The TRPV4 −/− mouse phenotype is remarkable in that it has severe bladder dysfunction with increased micturition intervals, soiling, but normal voiding contractions [11]. TRPV4 channels are located on urothelial cells and upon activation by mechanical stretch trigger the urothelial ATP signaling pathway [24]. Activation of urothelial TRPV4 channels by mechanical stretch most likely occurs through an interaction between TRPV4 channels and a network with the actin cytoskeleton and adherence junctions [12, 14, 22].

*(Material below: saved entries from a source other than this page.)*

//! Twitter v1.1 REST API HTTP client.

use std::time::{Duration, SystemTime, UNIX_EPOCH};

use reqwest::{header, Client, Response, StatusCode};
use url::Url;

use crate::api::auth::{bearer_header, encode_credential};
use crate::api::types::{ErrorResponse, TokenResponse, Tweet};
use crate::config::CredentialsConfig;
use crate::error::{Error, Result};

/// API base URL.
pub const API_BASE: &str = "https://api.twitter.com/";

/// Fallback wait when a 429 carries no reset header (one rate-limit window).
const DEFAULT_RATE_LIMIT_WAIT: u64 = 15 * 60;

/// The account whose posts are requested.
#[derive(Debug, Clone, PartialEq, Eq)]
pub enum UserRef {
    Id(u64),
    ScreenName(String),
}

impl UserRef {
    /// Digits are treated as a user ID, anything else as a screen name.
    pub fn parse(input: &str) -> Self {
        let input = input.trim().trim_start_matches('@');
        match input.parse::<u64>() {
            Ok(id) => UserRef::Id(id),
            Err(_) => UserRef::ScreenName(input.to_string()),
        }
    }

    fn query_pair(&self) -> (&'static str, String) {
        match self {
            UserRef::Id(id) => ("user_id", id.to_string()),
            UserRef::ScreenName(name) => ("screen_name", name.clone()),
        }
    }
}

/// Authenticated API client.
#[derive(Debug, Clone)]
pub struct TwitterApi {
    client: Client,
    base_url: Url,
    token: String,
}

impl TwitterApi {
    /// Build a client against the public API, exchanging consumer credentials
    /// for a bearer token if needed.
    pub async fn connect(credentials: &CredentialsConfig, timeout: Duration) -> Result<Self> {
        Self::connect_to(API_BASE, credentials, timeout).await
    }

    /// Build a client against an arbitrary base URL.
    pub async fn connect_to(
        base_url: &str,
        credentials: &CredentialsConfig,
        timeout: Duration,
    ) -> Result<Self> {
        let client = build_http_client(timeout)?;
        let base_url = parse_base_url(base_url)?;

        let token = match credentials.bearer_token.as_deref().map(str::trim) {
            Some(token) if !token.is_empty() => token.to_string(),
            _ => {
                let key = credentials
                    .consumer_key
                    .as_deref()
                    .ok_or_else(|| Error::MissingConfig("consumer_key".to_string()))?;
                let secret = credentials
                    .consumer_secret
                    .as_deref()
                    .ok_or_else(|| Error::MissingConfig("consumer_secret".to_string()))?;
                obtain_bearer_token(&client, &base_url, key, secret).await?
            }
        };

        Ok(Self {
            client,
            base_url,
            token,
        })
    }

    /// The underlying HTTP client, shared with the media downloader.
    pub fn http_client(&self) -> Client {
        self.client.clone()
    }

    /// Make an authenticated GET request.
    async fn get(&self, path: &str, query: &[(&str, String)]) -> Result<Response> {
        let url = self.base_url.join(path)?;

        tracing::debug!("GET {} {:?}", url, query);

        let response = self
            .client
            .get(url)
            .query(query)
            .header(header::AUTHORIZATION, bearer_header(&self.token))
            .send()
            .await?;

        let status = response.status();
        tracing::debug!("Response status: {}", status);

        if status == StatusCode::TOO_MANY_REQUESTS {
            return Err(Error::RateLimited(rate_limit_wait(&response)));
        }

        if status == StatusCode::UNAUTHORIZED || status == StatusCode::FORBIDDEN {
            let body = response.text().await.unwrap_or_default();
            tracing::error!("Auth error response: {}", body);
            return Err(Error::Authentication(format!(
                "HTTP {}: {}",
                status,
                describe_error_body(&body).unwrap_or_else(|| "Authentication failed".to_string())
            )));
        }

        if !status.is_success() {
            let body = response.text().await.unwrap_or_default();
            return Err(Error::Api(format!(
                "HTTP {}: {}",
                status,
                describe_error_body(&body).unwrap_or(body)
            )));
        }

        Ok(response)
    }

    async fn get_tweets(&self, path: &str, query: &[(&str, String)]) -> Result<Vec<Tweet>> {
        let response = self.get(path, query).await?;
        let text = response.text().await?;
        tracing::debug!("{} response length: {} bytes", path, text.len());

        serde_json::from_str(&text).map_err(|e| {
            Error::Api(format!(
                "Failed to parse {}: {} - Response: {}",
                path,
                e,
                preview(&text, 500)
            ))
        })
    }

    /// Get a page of posts liked by `user`, newest first, at or below `max_id`.
    pub async fn get_favorites(
        &self,
        user: &UserRef,
        count: u32,
        max_id: Option<u64>,
    ) -> Result<Vec<Tweet>> {
        let query = page_query(user, count, max_id, &[]);
        self.get_tweets("1.1/favorites/list.json", &query).await
    }

    /// Get a page of posts authored (or reposted) by `user`.
    pub async fn get_user_timeline(
        &self,
        user: &UserRef,
        count: u32,
        max_id: Option<u64>,
    ) -> Result<Vec<Tweet>> {
        let query = page_query(user, count, max_id, &[("include_rts", "true")]);
        self.get_tweets("1.1/statuses/user_timeline.json", &query).await
    }
}

/// Build the shared HTTP client with an overall per-request timeout.
pub fn build_http_client(timeout: Duration) -> Result<Client> {
    Client::builder()
        .user_agent(concat!("twitter-media-dl/", env!("CARGO_PKG_VERSION")))
        .timeout(timeout)
        .build()
        .map_err(|e| Error::Api(format!("Failed to create HTTP client: {}", e)))
}

/// At most `max_chars` characters of a response body, for error messages.
fn preview(text: &str, max_chars: usize) -> String {
    text.chars().take(max_chars).collect()
}

fn parse_base_url(base_url: &str) -> Result<Url> {
    if base_url.ends_with('/') {
        Ok(Url::parse(base_url)?)
    } else {
        Ok(Url::parse(&format!("{}/", base_url))?)
    }
}

/// Exchange consumer credentials for an app-only bearer token.
async fn obtain_bearer_token(
    client: &Client,
    base_url: &Url,
    key: &str,
    secret: &str,
) -> Result<String> {
    let url = base_url.join("oauth2/token")?;

    let response = client
        .post(url)
        .basic_auth(encode_credential(key), Some(encode_credential(secret)))
        .form(&[("grant_type", "client_credentials")])
        .send()
        .await?;

    let status = response.status();
    let text = response.text().await?;

    if !status.is_success() {
        return Err(Error::Authentication(format!(
            "Token request failed with HTTP {}: {}",
            status,
            describe_error_body(&text).unwrap_or(text)
        )));
    }

    let token: TokenResponse = serde_json::from_str(&text)?;
    if !token.token_type.eq_ignore_ascii_case("bearer") {
        return Err(Error::Authentication(format!(
            "Unexpected token type: {}",
            token.token_type
        )));
    }

    Ok(token.access_token)
}

fn page_query(
    user: &UserRef,
    count: u32,
    max_id: Option<u64>,
    extra: &[(&'static str, &str)],
) -> Vec<(&'static str, String)> {
    let mut query = vec![
        user.query_pair(),
        ("count", count.to_string()),
        ("tweet_mode", "extended".to_string()),
    ];
    if let Some(max_id) = max_id {
        query.push(("max_id", max_id.to_string()));
    }
    query.extend(extra.iter().map(|(k, v)| (*k, v.to_string())));
    query
}

fn rate_limit_wait(response: &Response) -> u64 {
    let reset = response
        .headers()
        .get("x-rate-limit-reset")
        .and_then(|v| v.to_str().ok())
        .and_then(|v| v.parse::<u64>().ok());

    let now = SystemTime::now()
        .duration_since(UNIX_EPOCH)
        .map(|d| d.as_secs())
        .unwrap_or(0);

    match reset {
        Some(reset) => reset.saturating_sub(now),
        None => DEFAULT_RATE_LIMIT_WAIT,
    }
}

fn describe_error_body(body: &str) -> Option<String> {
    let parsed: ErrorResponse = serde_json::from_str(body).ok()?;
    let messages: Vec<String> = parsed
        .errors
        .iter()
        .map(|e| format!("{} (code {})", e.message, e.code))
        .collect();
    (!messages.is_empty()).then(|| messages.join("; "))
}

#[cfg(test)]
mod tests {
    use super::*;
    use wiremock::matchers::{body_string_contains, header, method, path, query_param};
    use wiremock::{Mock, MockServer, ResponseTemplate};

    fn token_credentials() -> CredentialsConfig {
        CredentialsConfig {
            bearer_token: Some("test-token".to_string()),
            ..Default::default()
        }
    }

    #[test]
    fn test_user_ref_parse() {
        assert_eq!(UserRef::parse("19701628"), UserRef::Id(19701628));
        assert_eq!(
            UserRef::parse("@BBC"),
            UserRef::ScreenName("BBC".to_string())
        );
    }

    #[test]
    fn test_preview_respects_char_boundaries() {
        let text = format!("{}日本", "a".repeat(499));
        assert_eq!(preview(&text, 500), format!("{}日", "a".repeat(499)));
        assert_eq!(preview("short", 500), "short");
    }

    #[tokio::test]
    async fn test_unparseable_multibyte_page_is_api_error() {
        let server = MockServer::start().await;
        let body = format!("{}日本", "x".repeat(499));

        Mock::given(method("GET"))
            .and(path("/1.1/favorites/list.json"))
            .respond_with(ResponseTemplate::new(200).set_body_string(body))
            .mount(&server)
            .await;

        let api = TwitterApi::connect_to(&server.uri(), &token_credentials(), Duration::from_secs(5))
            .await
            .unwrap();
        let err = api
            .get_favorites(&UserRef::Id(1), 200, None)
            .await
            .unwrap_err();

        match err {
            Error::Api(message) => assert!(message.contains("Failed to parse")),
            other => panic!("unexpected error: {}", other),
        }
    }

    #[test]
    fn test_page_query() {
        let query = page_query(&UserRef::Id(7), 200, Some(99), &[("include_rts", "true")]);
        assert!(query.contains(&("user_id", "7".to_string())));
        assert!(query.contains(&("max_id", "99".to_string())));
        assert!(query.contains(&("tweet_mode", "extended".to_string())));
        assert!(query.contains(&("include_rts", "true".to_string())));
    }

    #[tokio::test]
    async fn test_get_favorites() {
        let server = MockServer::start().await;

        Mock::given(method("GET"))
            .and(path("/1.1/favorites/list.json"))
            .and(query_param("screen_name", "someone"))
            .and(query_param("max_id", "500"))
            .and(header("authorization", "Bearer test-token"))
            .respond_with(ResponseTemplate::new(200).set_body_json(serde_json::json!([{
                "id": 499,
                "created_at": "Sun Mar 21 04:08:55 +0000 2021",
                "user": {"screen_name": "someone_else"}
            }])))
            .mount(&server)
            .await;

        let api = TwitterApi::connect_to(&server.uri(), &token_credentials(), Duration::from_secs(5))
            .await
            .unwrap();
        let tweets = api
            .get_favorites(&UserRef::parse("someone"), 200, Some(500))
            .await
            .unwrap();

        assert_eq!(tweets.len(), 1);
        assert_eq!(tweets[0].id, 499);
    }

    #[tokio::test]
    async fn test_timeline_includes_reposts() {
        let server = MockServer::start().await;

        Mock::given(method("GET"))
            .and(path("/1.1/statuses/user_timeline.json"))
            .and(query_param("include_rts", "true"))
            .respond_with(ResponseTemplate::new(200).set_body_json(serde_json::json!([])))
            .mount(&server)
            .await;

        let api = TwitterApi::connect_to(&server.uri(), &token_credentials(), Duration::from_secs(5))
            .await
            .unwrap();
        let tweets = api
            .get_user_timeline(&UserRef::Id(1), 10, None)
            .await
            .unwrap();

        assert!(tweets.is_empty());
    }

    #[tokio::test]
    async fn test_consumer_credentials_exchanged_for_token() {
        let server = MockServer::start().await;

        Mock::given(method("POST"))
            .and(path("/oauth2/token"))
            .and(body_string_contains("grant_type=client_credentials"))
            .respond_with(ResponseTemplate::new(200).set_body_json(serde_json::json!({
                "token_type": "bearer",
                "access_token": "exchanged"
            })))
            .mount(&server)
            .await;

        Mock::given(method("GET"))
            .and(path("/1.1/favorites/list.json"))
            .and(header("authorization", "Bearer exchanged"))
            .respond_with(ResponseTemplate::new(200).set_body_json(serde_json::json!([])))
            .mount(&server)
            .await;

        let credentials = CredentialsConfig {
            bearer_token: None,
            consumer_key: Some("key".to_string()),
            consumer_secret: Some("secret".to_string()),
        };
        let api = TwitterApi::connect_to(&server.uri(), &credentials, Duration::from_secs(5))
            .await
            .unwrap();

        assert!(api.get_favorites(&UserRef::Id(1), 1, None).await.is_ok());
    }

    #[tokio::test]
    async fn test_auth_and_rate_limit_errors() {
        let server = MockServer::start().await;

        Mock::given(method("GET"))
            .and(path("/1.1/favorites/list.json"))
            .respond_with(ResponseTemplate::new(401).set_body_json(serde_json::json!({
                "errors": [{"code": 89, "message": "Invalid or expired token."}]
            })))
            .mount(&server)
            .await;

        Mock::given(method("GET"))
            .and(path("/1.1/statuses/user_timeline.json"))
            .respond_with(ResponseTemplate::new(429))
            .mount(&server)
            .await;

        let api = TwitterApi::connect_to(&server.uri(), &token_credentials(), Duration::from_secs(5))
            .await
            .unwrap();

        match api.get_favorites(&UserRef::Id(1), 1, None).await {
            Err(Error::Authentication(message)) => assert!(message.contains("code 89")),
            other => panic!("expected authentication error, got {:?}", other),
        }

        assert!(matches!(
            api.get_user_timeline(&UserRef::Id(1), 1, None).await,
            Err(Error::RateLimited(DEFAULT_RATE_LIMIT_WAIT))
        ));
    }
}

To date, four different types of afferent nerve fibers that are involved in bladder mechanosensation have been identified. Some of these are located in the bladder mucosal area and are be part of the urothelial afferent signaling pathway [6]. The TRPV4 knockout phenotype has an abnormal lower urinary tract function and has altered responses to noxious stimuli in the bladder. This is most likely caused by an adaptation to a congenital impairment of low threshold nerve fiber signaling (Fig. 5). This has to be taken into account when investigating the function of TRPV4 channels in knockout models.

Fig. 5
figure 5

Describing the proposed dysfunctional bladder afferent signaling in the TRPV4 −/− mice. Upper figure shows normal afferent signaling during noxious bladder distention in the wild type mouse and the resulting c-fos expression in the sensory regions: dorsal horns (DH; including superficial dorsal horn (SDH) areas), sacral parasympathetic nuclei (SPN), and the dorsal commissure (DCM). Both normal low threshold Aδ (normal bladder filling sensation) and high threshold (noxious) C-fiber afferent nerves are activated during bladder distension giving a mixed afferent signal through the sacral nerves into the sensory areas of the L6-S1 spinal region. C-fos is activated only through noxious stimuli from high threshold nerve fibers, leading to a normal rise in c-fos expression. The lower figure displays the proposed altered bladder afferent signaling in the TRPV4 −/− mice. Based on our results, we suggest that normal low threshold Aδ nerve signaling for normal bladder mechanoreception (filling sensation) is (partly) impaired and results in a compensatory stronger afferent signal through high threshold noxious C-nerve fibers. As a result, more c-fos (twofold) is expressed in the designated sensory areas of the L6-S1 spinal segment

Conclusions

TRPV4 channels in the bladder are involved in bladder afferent signaling. Bladder filling signaling function in the TRPV4 −/− mice phenotype is more dependent on noxious, high threshold nerves that express TRPV1 receptors.